Polytheism and Reformed Epistemology

Triumph of Faith over Idolatry by Jean-Baptiste Théodon (1646–1713)

[My post “Faith and Properly Basic Beliefs” provoked this response from Dr. Darrell Arnold.]

My Beliefs Are Basic, Your’s Are Not

Sociologists and historians can show us many cultures in which individuals have had beliefs that they probably thought were properly basic. I suppose the major ideologies into which we are indoctrinated seem quite basic to those who have internalized them. Growing up in a slave state, many may think slavery stands in no serious need of justification. Growing up in a misogynist society, a belief in the natural superiority of men may appear (nearly) basic. These just are relatively easily accepted by those in the cultures as the way things are.

But there is some difference between the examples of properly basic beliefs like “I see a tree,” or “I’m in pain” and beliefs like “There is a god” or “slavery and the subordinate place of women in society is natural” — namely, we don’t generally even ask for justifications for the properly basic beliefs, even if we are from a different culture with different views of metaphysics, proper political arrangements and so on. We would only ask for justifications of a statement, “I see a tree” if upon looking, we didn’t see it. We could ask about the views someone expresses about pain if the individual didn’t have bodily expressions that we associate with pain, but maybe ones we associate with joy instead. By contrast, in the case of the statements that God exists and has some particular set of characteristics, unless we are indoctrinated into the same cultures, we tend to want to know why an individual believes that God exists or has the characteristics the individuals attribute to Him or Her. For those kinds of statements, we want to see some evidence.

Christians demand evidence for why a Hindu believes what a Hindu believes or a Muslim believes what a Muslim believes. If told, “look within yourself and you will see,” many of these Christians would accuse the Hindu or the Muslim of having demonic possession, or of not rightly interpreting the internal perception. They typically apply one set of criteria to their own beliefs and another one entirely to those who seem to reach different conclusions based on their alleged properly basic beliefs.

Polytheism Properly Basic for Most of Human History

Furthermore, I rather imagine that if individuals from polytheist cultures met one another, they could see quite a few similarities in their views of the gods. If anything, through human history the polytheistic view has been more common than monotheism. Monotheism, and the view that this one God is omnipotent, omniscient, all-loving is a relatively late “achievement” of history. Looking at early history, you wouldn’t find it. By contrast, people did speak about seeing trees and feeling pain.

Throughout human history, complimenting polytheism, and then the later monotheism, there has also been a widespread belief that the gods regularly intervene in human history to reward or punish individuals or groups for their behavior. And it has been common to think that some set of rituals or actions might appease the gods, win their favor, manipulate them in some way. The magical thinking has been so common that it probably seemed to earlier generations of people to be universal and “basic.”

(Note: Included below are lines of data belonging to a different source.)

//! Run controller: starts collection and update runs and stops them.
//!
//! Starting reads the run record and then writes the new one; there is no
//! compare-and-swap, so two concurrent start requests can both succeed. The
//! later record wins and the earlier run's work units are dropped as stale.

use std::sync::Arc;
use std::sync::atomic::{AtomicI64, Ordering};

use chrono::Utc;
use serde::Serialize;
use thiserror::Error;
use tracing::{info, instrument, warn};
use utoipa::ToSchema;

use crate::models::{Action, Catalog, RunRecord, RunStatus, WorkUnit};
use crate::repositories::{QueueError, RunStateStore, StoreError, WorkQueue};

#[derive(Debug, Error)]
pub enum RunControlError {
    #[error("A run is already in progress (status {})", status.as_str())]
    AlreadyRunning { status: RunStatus },
    #[error(transparent)]
    Store(#[from] StoreError),
    #[error(transparent)]
    Queue(#[from] QueueError),
}

/// Current run record plus the last successful watermark.
#[derive(Debug, Clone, PartialEq, Eq, Serialize, ToSchema)]
#[serde(rename_all = "camelCase")]
pub struct RunSnapshot {
    pub run: Option<RunRecord>,
    pub last_watermark: Option<String>,
}

pub struct RunController {
    run_state: Arc<dyn RunStateStore>,
    queue: Arc<dyn WorkQueue>,
    last_run_id: AtomicI64,
}

impl RunController {
    pub fn new(run_state: Arc<dyn RunStateStore>, queue: Arc<dyn WorkQueue>) -> Self {
        Self {
            run_state,
            queue,
            last_run_id: AtomicI64::new(0),
        }
    }

    /// Starts a full collection of both catalogs.
    #[instrument(skip(self))]
    pub async fn start_collecting(&self) -> Result<RunRecord, RunControlError> {
        self.start(RunStatus::Collecting).await
    }

    /// Starts an incremental update from the last successful watermark.
    #[instrument(skip(self))]
    pub async fn start_updating(&self) -> Result<RunRecord, RunControlError> {
        self.start(RunStatus::Updating).await
    }

    /// Marks the current run Stopped. Queued units are dropped on delivery.
    #[instrument(skip(self))]
    pub async fn stop(&self) -> Result<RunRecord, RunControlError> {
        let now = Utc::now();
        let mut record = match self.run_state.load_run().await? {
            Some(record) => record,
            None => RunRecord {
                started_at: None,
                ..RunRecord::start(0, RunStatus::Idle, now)
            },
        };

        record.status = RunStatus::Stopped;
        record.updated_at = Some(now);
        self.run_state.save_run(&record).await?;

        info!(run_id = record.run_id, "Run stopped");
        Ok(record)
    }

    pub async fn state(&self) -> Result<RunSnapshot, RunControlError> {
        Ok(RunSnapshot {
            run: self.run_state.load_run().await?,
            last_watermark: self.run_state.last_watermark().await?,
        })
    }

    async fn start(&self, status: RunStatus) -> Result<RunRecord, RunControlError> {
        let current = self.run_state.load_run().await?;
        if let Some(current) = &current {
            if current.status.is_running() {
                warn!(run_id = current.run_id, status = current.status.as_str(), "Refusing to start a second run");
                return Err(RunControlError::AlreadyRunning {
                    status: current.status,
                });
            }
        }

        let floor = current.as_ref().map_or(0, |record| record.run_id);
        let run_id = self.next_run_id(floor);

        let first = if status == RunStatus::Updating {
            let watermark = self.run_state.last_watermark().await?.unwrap_or_default();
            if watermark.is_empty() {
                warn!(run_id, "No previous watermark; the update pass will be dropped");
            }
            WorkUnit::with_watermark(Catalog::Tires, Action::Update, 0, watermark, run_id)
        } else {
            WorkUnit::collect(Catalog::Tires, 0, run_id)
        };

        let record = RunRecord::start(run_id, status, Utc::now());
        self.run_state.save_run(&record).await?;
        self.queue.send(&first).await?;

        info!(run_id, status = status.as_str(), "Run started");
        Ok(record)
    }

    /// Wall-clock milliseconds, bumped so ids strictly increase within this
    /// process and exceed `floor`.
    fn next_run_id(&self, floor: i64) -> i64 {
        let now = Utc::now().timestamp_millis();
        let bump = |prev: i64| now.max(prev + 1).max(floor + 1);
        let prev = match self
            .last_run_id
            .fetch_update(Ordering::SeqCst, Ordering::SeqCst, |prev| Some(bump(prev)))
        {
            Ok(prev) | Err(prev) => prev,
        };
        bump(prev)
    }
}

#[cfg(test)]
mod tests {
    use super::*;
    use crate::repositories::{InMemoryRunStateStore, InMemoryWorkQueue};

    fn controller() -> (RunController, Arc<InMemoryRunStateStore>, Arc<InMemoryWorkQueue>) {
        let store = Arc::new(InMemoryRunStateStore::new());
        let queue = Arc::new(InMemoryWorkQueue::new());
        (RunController::new(store.clone(), queue.clone()), store, queue)
    }

    #[test]
    fn run_ids_strictly_increase() {
        let (controller, _, _) = controller();
        let first = controller.next_run_id(0);
        let second = controller.next_run_id(0);
        assert!(second > first);
        assert!(controller.next_run_id(i64::MAX / 2) > i64::MAX / 2);
    }

    #[tokio::test]
    async fn start_collecting_enqueues_first_tire_page() {
        let (controller, store, queue) = controller();

        let record = controller.start_collecting().await.unwrap();

        assert_eq!(record.status, RunStatus::Collecting);
        assert_eq!(store.load_run().await.unwrap(), Some(record.clone()));
        assert_eq!(
            queue.pending_units().await,
            vec![WorkUnit::collect(Catalog::Tires, 0, record.run_id)]
        );
    }

    #[tokio::test]
    async fn second_start_is_refused_without_mutation() {
        let (controller, store, queue) = controller();
        let record = controller.start_collecting().await.unwrap();

        let err = controller.start_updating().await.unwrap_err();

        assert!(matches!(
            err,
            RunControlError::AlreadyRunning {
                status: RunStatus::Collecting
            }
        ));
        assert_eq!(store.load_run().await.unwrap(), Some(record));
        assert_eq!(queue.len().await, 1);
    }

    #[tokio::test]
    async fn update_starts_from_last_watermark() {
        let (controller, store, queue) = controller();
        store.save_watermark("2025-02-20T10:00:00.000Z").await.unwrap();

        let record = controller.start_updating().await.unwrap();

        let units = queue.pending_units().await;
        assert_eq!(units.len(), 1);
        assert_eq!(units[0].action, Action::Update);
        assert_eq!(units[0].watermark(), Some("2025-02-20T10:00:00.000Z"));
        assert_eq!(units[0].run_id, record.run_id);
    }

    #[tokio::test]
    async fn stop_allows_a_new_run() {
        let (controller, _, _) = controller();
        let first = controller.start_collecting().await.unwrap();

        let stopped = controller.stop().await.unwrap();
        assert_eq!(stopped.status, RunStatus::Stopped);
        assert_eq!(stopped.run_id, first.run_id);

        let second = controller.start_collecting().await.unwrap();
        assert!(second.run_id > first.run_id);
    }

    #[tokio::test]
    async fn stop_without_a_run_records_stopped() {
        let (controller, _, _) = controller();
        let snapshot = controller.state().await.unwrap();
        assert!(snapshot.run.is_none());

        controller.stop().await.unwrap();

        let snapshot = controller.state().await.unwrap();
        assert_eq!(snapshot.run.unwrap().status, RunStatus::Stopped);
    }
}
//! Catalog registry
//!
//! Maps each [`Catalog`] to the adapter that ingests it.

use std::collections::HashMap;
use std::sync::Arc;

use super::{CatalogAdapter, CatalogApiClient, TiresAdapter, WheelsAdapter};
use crate::bulk::BulkWriter;
use crate::models::Catalog;

#[derive(Debug, Clone, thiserror::Error)]
pub enum RegistryError {
    #[error("No adapter registered for catalog '{catalog}'")]
    CatalogNotRegistered { catalog: Catalog },
}

#[derive(Clone, Default)]
pub struct CatalogRegistry {
    adapters: HashMap<Catalog, Arc<dyn CatalogAdapter>>,
}

impl CatalogRegistry {
    pub fn new() -> Self {
        Self::default()
    }

    /// Registry with the API-backed tire and wheel adapters.
    pub fn with_api(client: Arc<CatalogApiClient>, writer: BulkWriter) -> Self {
        let mut registry = Self::new();
        registry.register(Arc::new(TiresAdapter::new(client.clone(), writer.clone())));
        registry.register(Arc::new(WheelsAdapter::new(client, writer)));
        registry
    }

    /// Adds `adapter` under its own catalog, replacing any previous one.
    pub fn register(&mut self, adapter: Arc<dyn CatalogAdapter>) {
        self.adapters.insert(adapter.catalog(), adapter);
    }

    pub fn get(&self, catalog: Catalog) -> Result<Arc<dyn CatalogAdapter>, RegistryError> {
        self.adapters
            .get(&catalog)
            .cloned()
            .ok_or(RegistryError::CatalogNotRegistered { catalog })
    }

    pub fn catalogs(&self) -> Vec<Catalog> {
        Catalog::ALL
            .into_iter()
            .filter(|catalog| self.adapters.contains_key(catalog))
            .collect()
    }
}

We can see the great confusion that this widespread belief has led to in human history. It led the Aztecs to justify the removal of human hearts from living people, it led various groups to engage in human sacrifices. It led Medieval Christians to burn witches and engage in the inquisition. It was at play in the Athenian sentence against Socrates. If anything polytheism has been more widespread than monotheism in history. It has seemed less in need of justification than that one God stands behind the many contradictory things that go on in the world.

But the fact that polytheism and magical thinking have been widespread and understood as in no special need of justification does not speak to their truth or of being basic in the sense that seeing and sensing pain is basic. This rather seems to lie in a tendency of humans to want explanations for things that we do not understand in a desire to control things outside of our control.

In addition to seeing and feeling, as basic, we have had widespread tendencies to reason badly, to be misled by wishful thinking, and to commit other logical fallacies. The fact that fallacious reasoning often has given rise to some similar sets of ideas is hardly proof of the truth of those ideas. Those ideas—which have nothing in common with properly basic beliefs other than being relatively widespread at varying times in history—need to be evaluated in light of evidence and clear reasoning. For this Plantinga doesn’t help us much.